Heller and his amici will likely offer a wide range of arguments in favor of the critical inference. This post is very long, so I’ll note just one here: the argument, from classical liberal theorists like Locke and legal commentators like Blackstone, that the right to arms for public self-defense against tyranny arises from the same source as the right to personal self-defense against criminal force. Each right implicates the other. In essence, Heller will argue that the “right to arms” recognized by the Second Amendment should be read broadly enough to include a cluster of overlapping and philosophically related rights to public and private self-defense.

In other words, Mr. Heller will ask the Supreme Court to bring to the Second Amendment a fraction of the interpretive breadth that it has bestowed on the other provisions of the Bill of Rights:

• The First Amendment’s Establishment Clause appears merely to bar Congress from interfering with state religious establishments. However, it has been interpreted to confer a (fully incorporated) individual constitutional right to be free from religious establishment, complete with a custom-tailored exception to the taxpayer standing doctrine to encourage Establishment Clause challenges to legislative action.

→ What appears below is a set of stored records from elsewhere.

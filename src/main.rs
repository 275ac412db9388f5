use std::io;
use std::path::{Path, PathBuf};
use std::process::ExitCode;

use anyhow::{Context, Result};
use clap::{Parser, Subcommand};

use imgcrypt::cli::{
    build_context, handle_config, handle_decrypt, handle_encrypt, handle_history, handle_init,
    handle_keygen, parse_key_size, prompt_request, Action,
};
use imgcrypt::config::{ImgcryptPaths, Settings};
use imgcrypt::crypto::KeySize;
use imgcrypt::display;

#[derive(Parser)]
#[command(
    name = "imgcrypt",
    version,
    about = "Encrypt and decrypt image files with AES-CBC",
    long_about = "imgcrypt encrypts a single file into an IV-prefixed AES-CBC envelope \
                  and decrypts it again. The key is read from $IMGCRYPT_KEY (base64) \
                  or a key file. Run without a command for interactive mode."
)]
struct Cli {
    /// File containing the base64 key (overrides $IMGCRYPT_KEY)
    #[arg(short, long, global = true, value_name = "FILE")]
    key_file: Option<PathBuf>,

    /// Don't print the banner
    #[arg(long, global = true)]
    no_banner: bool,

    #[command(subcommand)]
    command: Option<Commands>,
}

#[derive(Subcommand)]
enum Commands {
    /// Encrypt a file to <path>.enc
    #[command(alias = "e")]
    Encrypt {
        /// File to encrypt
        path: PathBuf,
        /// Accept files that aren't recognised images
        #[arg(long)]
        any_file: bool,
    },

    /// Decrypt a .enc file
    #[command(alias = "d")]
    Decrypt {
        /// Encrypted file, must end with .enc
        path: PathBuf,
    },

    /// Generate a random base64 key
    Keygen {
        /// Key size in bytes (16, 24 or 32)
        #[arg(short, long, default_value = "16", value_parser = parse_key_size)]
        size: KeySize,
    },

    /// Write default settings
    Init,

    /// Show current configuration and paths
    Config,

    /// Show recent encrypt/decrypt operations
    History {
        /// Number of entries to show
        #[arg(short, long, default_value = "20")]
        limit: usize,
    },
}

fn main() -> ExitCode {
    let cli = Cli::parse();

    match run(cli) {
        Ok(()) => ExitCode::SUCCESS,
        Err(err) => {
            eprintln!("{}", display::failure(&format!("{:#}", err)));
            ExitCode::FAILURE
        }
    }
}

fn run(cli: Cli) -> Result<()> {
    let paths = ImgcryptPaths::new()?;
    let key_file = cli.key_file.as_deref();

    match cli.command {
        Some(Commands::Encrypt { path, any_file }) => {
            banner(cli.no_banner);
            let settings = Settings::load_or_create(&paths)?;
            encrypt(&paths, &settings, key_file, any_file, &path)?;
        }
        Some(Commands::Decrypt { path }) => {
            banner(cli.no_banner);
            let settings = Settings::load_or_create(&paths)?;
            decrypt(&paths, &settings, key_file, &path)?;
        }
        Some(Commands::Keygen { size }) => handle_keygen(size)?,
        Some(Commands::Init) => handle_init(&paths, &Settings::load_or_create(&paths)?)?,
        Some(Commands::Config) => {
            handle_config(&paths, &Settings::load_or_create(&paths)?, key_file)?
        }
        Some(Commands::History { limit }) => handle_history(&paths, limit)?,
        None => {
            banner(cli.no_banner);
            println!("{}", display::info("Interactive Mode Enabled"));

            let settings = Settings::load_or_create(&paths)?;
            let request = prompt_request(&mut io::stdin().lock(), &mut io::stdout())?;
            match request.action {
                Action::Encrypt => encrypt(&paths, &settings, key_file, false, &request.path)?,
                Action::Decrypt => decrypt(&paths, &settings, key_file, &request.path)?,
            }
        }
    }

    Ok(())
}

fn banner(hidden: bool) {
    if !hidden {
        println!("{}", display::banner());
    }
}

fn encrypt(
    paths: &ImgcryptPaths,
    settings: &Settings,
    key_file: Option<&Path>,
    any_file: bool,
    path: &Path,
) -> Result<()> {
    let ctx = build_context(paths, settings, key_file, any_file)?;
    handle_encrypt(&ctx, path).with_context(|| format!("Could not encrypt {}", path.display()))?;
    Ok(())
}

fn decrypt(
    paths: &ImgcryptPaths,
    settings: &Settings,
    key_file: Option<&Path>,
    path: &Path,
) -> Result<()> {
    let ctx = build_context(paths, settings, key_file, false)?;
    handle_decrypt(&ctx, path).with_context(|| format!("Could not decrypt {}", path.display()))?;
    Ok(())
}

• The First Amendment’s Free Speech Clause protects the “freedom of speech, [and] of the press.” It has been interpreted to protect the private possession of works of obscene pornography and at least some forms of virtual child pornography.

• The Fourth Amendment simply states that search warrants shall be subject to requirements of probable cause and particularity. It has been interpreted to presumptively require a warrant for any search or seizure, unless a specific exception applies.

• The Fifth Amendment: Miranda. Enough said.

• The Sixth Amendment states that a criminal defendant has the right “to have the Assistance of Counsel for his defense.” It has been interpreted to confer a right, not merely to receive assistance from retained counsel, but to have counsel appointed by the government, free of charge, if a defendant cannot otherwise afford it.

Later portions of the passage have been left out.